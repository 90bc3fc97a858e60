//! TUI Views module
//!
//! Contains the three tabs (dashboard, cabinets, statistics), the tab bar
//! and the status bar.

pub mod cabinets;
pub mod dashboard;
pub mod statistics;
pub mod status_bar;

use ratatui::{
    layout::Rect,
    style::{Color, Modifier, Style},
    text::Line,
    widgets::{Block, Borders, Tabs},
    Frame,
};

use super::app::{ActiveDialog, ActiveTab, App};
use super::dialogs;
use super::layout::{notification_rect, AppLayout};
use super::widgets::NotificationWidget;

/// Render the entire application
pub fn render(frame: &mut Frame, app: &mut App) {
    let layout = AppLayout::new(frame.area());

    render_tabs(frame, app, layout.tabs);

    match app.active_tab {
        ActiveTab::Dashboard => dashboard::render(frame, app, layout.main),
        ActiveTab::Cabinets => cabinets::render(frame, app, layout.main),
        ActiveTab::Statistics => statistics::render(frame, app, layout.main),
    }

    status_bar::render(frame, app, layout.status_bar);

    if app.has_dialog() {
        render_dialog(frame, app);
    }

    if let Some(notification) = app.notifications.current() {
        frame.render_widget(
            NotificationWidget::new(notification),
            notification_rect(layout.main),
        );
    }
}

fn render_tabs(frame: &mut Frame, app: &App, area: Rect) {
    let titles: Vec<Line> = ActiveTab::ALL
        .iter()
        .enumerate()
        .map(|(i, tab)| Line::from(format!(" {} {} ", i + 1, tab.title())))
        .collect();

    let tabs = Tabs::new(titles)
        .block(
            Block::default()
                .title(" Cabinet statistics ")
                .title_style(
                    Style::default()
                        .fg(Color::Cyan)
                        .add_modifier(Modifier::BOLD),
                )
                .borders(Borders::ALL),
        )
        .select(app.active_tab.index())
        .style(Style::default().fg(Color::White))
        .highlight_style(
            Style::default()
                .fg(Color::Yellow)
                .add_modifier(Modifier::BOLD),
        );

    frame.render_widget(tabs, area);
}

/// Render active dialog
fn render_dialog(frame: &mut Frame, app: &App) {
    match app.active_dialog {
        ActiveDialog::Help => dialogs::help::render(frame, app),
        ActiveDialog::AddRecord | ActiveDialog::EditRecord(_) => {
            dialogs::record_form::render(frame, app);
        }
        ActiveDialog::ConfirmDelete(id) => {
            let message = dialogs::confirm::delete_message(app, id);
            dialogs::confirm::render(frame, &message);
        }
        ActiveDialog::None => {}
    }
}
+-------+
(WHAT TO WORK ON):
What lines in the material above contain the word "dialogs"? Copy them out.

(RESULT OF THE EXERCISE):
use super::dialogs;
        ActiveDialog::Help => dialogs::help::render(frame, app),
            dialogs::record_form::render(frame, app);
            let message = dialogs::confirm::delete_message(app, id);
            dialogs::confirm::render(frame, &message);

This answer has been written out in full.